Tumors exploit a biological process called angiogenesis — the formation of new blood vessels from pre-existing ones. To grow and multiply, tumors source nutrients delivered by this new vasculature. But tumor growth will slow down if proteins like vascular endothelial growth factor (VEGF), an angiogenesis promoter, are stopped.

The researchers used a computational model of tumor-bearing mice to investigate a response to VEGF-inhibiting drugs and how this response is affected by tumor development. The model showed that certain properties of tumor growth help predict whether drug therapy will thwart tumor expansion.
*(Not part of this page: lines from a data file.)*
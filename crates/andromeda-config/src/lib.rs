//! Shared configuration for the Andromeda client.
//!
//! TOML profiles, credential resolution (env + keyring + plaintext),
//! persisted session storage backends, and translation to
//! `andromeda_core::ClientConfig`.

mod storage;

use std::collections::HashMap;
use std::path::{Path, PathBuf};
use std::time::Duration;

use directories::ProjectDirs;
use figment::{
    Figment,
    providers::{Env, Format, Serialized, Toml},
};
use secrecy::SecretString;
use serde::{Deserialize, Serialize};
use strum::{Display, EnumString};
use thiserror::Error;
use url::Url;

use andromeda_core::{ClientConfig, TlsVerification};

pub use storage::{FileStorage, KeyringStorage, open_storage};

/// Keyring service name for every stored secret.
pub const KEYRING_SERVICE: &str = "andromeda";

// ── Error ───────────────────────────────────────────────────────────

#[derive(Debug, Error)]
pub enum ConfigError {
    #[error("invalid {field}: {reason}")]
    Validation { field: String, reason: String },

    #[error("profile '{profile}' is not configured")]
    UnknownProfile { profile: String },

    #[error("failed to serialize config: {0}")]
    Serialization(#[from] toml::ser::Error),

    #[error("config loading failed: {0}")]
    Figment(Box<figment::Error>),

    #[error("keyring error: {0}")]
    Keyring(#[from] keyring::Error),

    #[error("IO error: {0}")]
    Io(#[from] std::io::Error),
}

impl From<figment::Error> for ConfigError {
    fn from(err: figment::Error) -> Self {
        Self::Figment(Box::new(err))
    }
}

// ── TOML config structs ─────────────────────────────────────────────

/// Top-level TOML configuration.
#[derive(Debug, Deserialize, Serialize)]
pub struct Config {
    /// Default profile name.
    pub default_profile: Option<String>,

    /// Global defaults.
    #[serde(default)]
    pub defaults: Defaults,

    /// Named server profiles.
    #[serde(default)]
    pub profiles: HashMap<String, Profile>,
}

impl Default for Config {
    fn default() -> Self {
        Self {
            default_profile: Some("default".into()),
            defaults: Defaults::default(),
            profiles: HashMap::new(),
        }
    }
}

/// Where the session tokens are persisted.
#[derive(
    Debug, Clone, Copy, Default, PartialEq, Eq, Deserialize, Serialize, Display, EnumString,
)]
#[serde(rename_all = "lowercase")]
#[strum(serialize_all = "lowercase")]
pub enum TokenStore {
    /// JSON file in the platform data directory.
    #[default]
    File,
    /// System keyring.
    Keyring,
    /// Not persisted; the session ends with the process.
    Memory,
}

#[derive(Debug, Deserialize, Serialize)]
pub struct Defaults {
    #[serde(default = "default_timeout")]
    pub timeout: u64,

    /// Seconds before the notifications channel reconnects.
    #[serde(default = "default_reconnect_delay")]
    pub reconnect_delay: u64,

    #[serde(default)]
    pub token_store: TokenStore,

    #[serde(default)]
    pub insecure: bool,
}

impl Default for Defaults {
    fn default() -> Self {
        Self {
            timeout: default_timeout(),
            reconnect_delay: default_reconnect_delay(),
            token_store: TokenStore::default(),
            insecure: false,
        }
    }
}

fn default_timeout() -> u64 {
    30
}
fn default_reconnect_delay() -> u64 {
    5
}

/// A named server profile.
#[derive(Debug, Clone, Default, Deserialize, Serialize)]
pub struct Profile {
    /// Server origin (e.g., "https://social.example.com"). The API and
    /// WebSocket roots are derived from it unless overridden.
    pub server: String,

    /// Override for the REST API root.
    pub api_url: Option<String>,

    /// Override for the WebSocket root.
    pub ws_url: Option<String>,

    pub username: Option<String>,

    /// Plaintext password. Prefer the keyring or `ANDROMEDA_PASSWORD`.
    pub password: Option<String>,

    /// Path to custom CA certificate.
    pub ca_cert: Option<PathBuf>,

    /// Override insecure TLS setting.
    pub insecure: Option<bool>,

    /// Override timeout.
    pub timeout: Option<u64>,
}

// ── Paths ───────────────────────────────────────────────────────────

fn project_dirs() -> Option<ProjectDirs> {
    ProjectDirs::from("social", "andromeda", "andromeda")
}

/// Resolve the config file path via XDG / platform conventions.
pub fn config_path() -> PathBuf {
    project_dirs().map_or_else(
        || fallback_dir(".config").join("config.toml"),
        |dirs| dirs.config_dir().join("config.toml"),
    )
}

/// Directory holding persisted session files.
pub fn sessions_dir() -> PathBuf {
    project_dirs().map_or_else(
        || fallback_dir(".local/share").join("sessions"),
        |dirs| dirs.data_dir().join("sessions"),
    )
}

fn fallback_dir(base: &str) -> PathBuf {
    let mut p = PathBuf::from(std::env::var("HOME").unwrap_or_else(|_| ".".into()));
    p.push(base);
    p.push("andromeda");
    p
}

// ── Config loading ──────────────────────────────────────────────────

/// Load the full Config from the canonical file + environment.
pub fn load_config() -> Result<Config, ConfigError> {
    load_config_from(&config_path())
}

/// Load config from `path`, layered as defaults → file → `ANDROMEDA_*`
/// environment (nested keys separated by `__`, e.g.
/// `ANDROMEDA_DEFAULTS__TIMEOUT=10`).
pub fn load_config_from(path: &Path) -> Result<Config, ConfigError> {
    let figment = Figment::new()
        .merge(Serialized::defaults(Config::default()))
        .merge(Toml::file(path))
        .merge(Env::prefixed("ANDROMEDA_").split("__"));

    let config: Config = figment.extract()?;
    Ok(config)
}

/// Load config, returning a default if the file doesn't exist.
pub fn load_config_or_default() -> Config {
    load_config().unwrap_or_default()
}

// ── Config saving ───────────────────────────────────────────────────

/// Serialize config to TOML and write to the canonical config path.
pub fn save_config(cfg: &Config) -> Result<(), ConfigError> {
    save_config_to(cfg, &config_path())
}

pub fn save_config_to(cfg: &Config, path: &Path) -> Result<(), ConfigError> {
    if let Some(parent) = path.parent() {
        std::fs::create_dir_all(parent)?;
    }
    let toml_str = toml::to_string_pretty(cfg)?;
    std::fs::write(path, toml_str)?;
    Ok(())
}

// ── Credential resolution ───────────────────────────────────────────

/// Username from the profile, then `ANDROMEDA_USERNAME`.
pub fn resolve_username(profile: &Profile) -> Option<String> {
    profile
        .username
        .clone()
        .or_else(|| std::env::var("ANDROMEDA_USERNAME").ok())
}

/// Password from `ANDROMEDA_PASSWORD`, then the keyring, then the
/// profile's plaintext field. `None` means the caller should prompt.
pub fn resolve_password(profile: &Profile, profile_name: &str) -> Option<SecretString> {
    // 1. Env var
    if let Ok(pw) = std::env::var("ANDROMEDA_PASSWORD") {
        return Some(SecretString::from(pw));
    }

    // 2. Keyring
    if let Ok(entry) = keyring::Entry::new(KEYRING_SERVICE, &password_key(profile_name)) {
        if let Ok(pw) = entry.get_password() {
            return Some(SecretString::from(pw));
        }
    }

    // 3. Plaintext in config
    profile
        .password
        .as_ref()
        .map(|pw| SecretString::from(pw.clone()))
}

/// Remember a profile's password in the system keyring.
pub fn store_password(profile_name: &str, password: &str) -> Result<(), ConfigError> {
    let entry = keyring::Entry::new(KEYRING_SERVICE, &password_key(profile_name))?;
    entry.set_password(password)?;
    Ok(())
}

fn password_key(profile_name: &str) -> String {
    format!("{profile_name}/password")
}

// ── Translation to ClientConfig ─────────────────────────────────────

/// Build a `ClientConfig` from a profile and the global defaults.
pub fn profile_to_client_config(
    profile: &Profile,
    defaults: &Defaults,
) -> Result<ClientConfig, ConfigError> {
    let server = parse_url("server", &profile.server)?;
    let mut config = ClientConfig::from_server(&server).map_err(|e| ConfigError::Validation {
        field: "server".into(),
        reason: e.to_string(),
    })?;

    if let Some(ref api_url) = profile.api_url {
        config.api_url = parse_url("api_url", api_url)?;
    }
    if let Some(ref ws_url) = profile.ws_url {
        config.ws_url = parse_url("ws_url", ws_url)?;
    }

    config.tls = if profile.insecure.unwrap_or(defaults.insecure) {
        TlsVerification::DangerAcceptInvalid
    } else if let Some(ref ca_path) = profile.ca_cert {
        TlsVerification::CustomCa(ca_path.clone())
    } else {
        TlsVerification::SystemDefaults
    };

    config.timeout = Duration::from_secs(profile.timeout.unwrap_or(defaults.timeout));
    config.reconnect_delay = Duration::from_secs(defaults.reconnect_delay);
    Ok(config)
}

fn parse_url(field: &str, value: &str) -> Result<Url, ConfigError> {
    value.parse().map_err(|_| ConfigError::Validation {
        field: field.into(),
        reason: format!("invalid URL: {value}"),
    })
}

#[cfg(test)]
mod tests {
    use super::*;
    use pretty_assertions::assert_eq;

    #[test]
    fn loads_profiles_and_defaults_from_toml() {
        let dir = tempfile::tempdir().expect("tempdir");
        let path = dir.path().join("config.toml");
        std::fs::write(
            &path,
            r#"
default_profile = "home"

[defaults]
reconnect_delay = 2
token_store = "memory"

[profiles.home]
server = "http://localhost:8000"
username = "ada"
"#,
        )
        .expect("write config");

        let config = load_config_from(&path).expect("loads");
        assert_eq!(config.default_profile.as_deref(), Some("home"));
        assert_eq!(config.defaults.timeout, 30);
        assert_eq!(config.defaults.reconnect_delay, 2);
        assert_eq!(config.defaults.token_store, TokenStore::Memory);
        assert_eq!(config.profiles["home"].username.as_deref(), Some("ada"));
    }

    #[test]
    fn missing_file_yields_defaults() {
        let dir = tempfile::tempdir().expect("tempdir");
        let config = load_config_from(&dir.path().join("absent.toml")).expect("loads");
        assert_eq!(config.default_profile.as_deref(), Some("default"));
        assert_eq!(config.defaults.token_store, TokenStore::File);
        assert!(config.profiles.is_empty());
    }

    #[test]
    fn save_then_load() {
        let dir = tempfile::tempdir().expect("tempdir");
        let path = dir.path().join("nested").join("config.toml");

        let mut config = Config::default();
        config.profiles.insert(
            "default".into(),
            Profile {
                server: "https://social.example.com".into(),
                username: Some("grace".into()),
                ..Profile::default()
            },
        );
        save_config_to(&config, &path).expect("saves");

        let loaded = load_config_from(&path).expect("loads");
        assert_eq!(loaded.profiles["default"].server, "https://social.example.com");
    }

    #[test]
    fn client_config_derives_roots() {
        let profile = Profile {
            server: "https://social.example.com".into(),
            ..Profile::default()
        };
        let defaults = Defaults {
            reconnect_delay: 9,
            ..Defaults::default()
        };

        let config = profile_to_client_config(&profile, &defaults).expect("builds");
        assert_eq!(config.api_url.as_str(), "https://social.example.com/api/");
        assert_eq!(config.ws_url.as_str(), "wss://social.example.com/ws/");
        assert_eq!(config.reconnect_delay, Duration::from_secs(9));
        assert_eq!(config.tls, TlsVerification::SystemDefaults);
    }

    #[test]
    fn client_config_honours_overrides() {
        let profile = Profile {
            server: "http://localhost".into(),
            api_url: Some("http://localhost:8000/api/".into()),
            ws_url: Some("ws://localhost:8001/ws/".into()),
            insecure: Some(true),
            timeout: Some(5),
            ..Profile::default()
        };

        let config = profile_to_client_config(&profile, &Defaults::default()).expect("builds");
        assert_eq!(config.api_url.as_str(), "http://localhost:8000/api/");
        assert_eq!(config.ws_url.as_str(), "ws://localhost:8001/ws/");
        assert_eq!(config.tls, TlsVerification::DangerAcceptInvalid);
        assert_eq!(config.timeout, Duration::from_secs(5));
    }

    #[test]
    fn bad_server_url_is_a_validation_error() {
        let profile = Profile {
            server: "not a url".into(),
            ..Profile::default()
        };
        let err = profile_to_client_config(&profile, &Defaults::default()).expect_err("invalid");
        assert!(matches!(err, ConfigError::Validation { ref field, .. } if field == "server"));
    }

    #[test]
    fn token_store_parses() {
        assert_eq!("keyring".parse::<TokenStore>().expect("parses"), TokenStore::Keyring);
        assert_eq!(TokenStore::File.to_string(), "file");
    }
}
Finley’s team found that certain parameters about the way the tumor grows could successfully and accurately predict the response to anti-angiogenic treatment that inhibits VEGF signaling in the mouse. Using the characteristics of the tumor’s growth, the team could predict how effective the anti-angiogenic therapy would be or whether the tumor’s growth will slow down, even before treatment begins, he explained.

Next step

The next step in the research includes a mathematical model to simulate a virtual population of mice randomly assigned different tumor growth parameters. The model will mimic tumor growth with and without drug therapy and predict how mice might respond to drug therapy (resulting in slower tumor growth). The researchers will also use experimental data to validate the model’s predictions.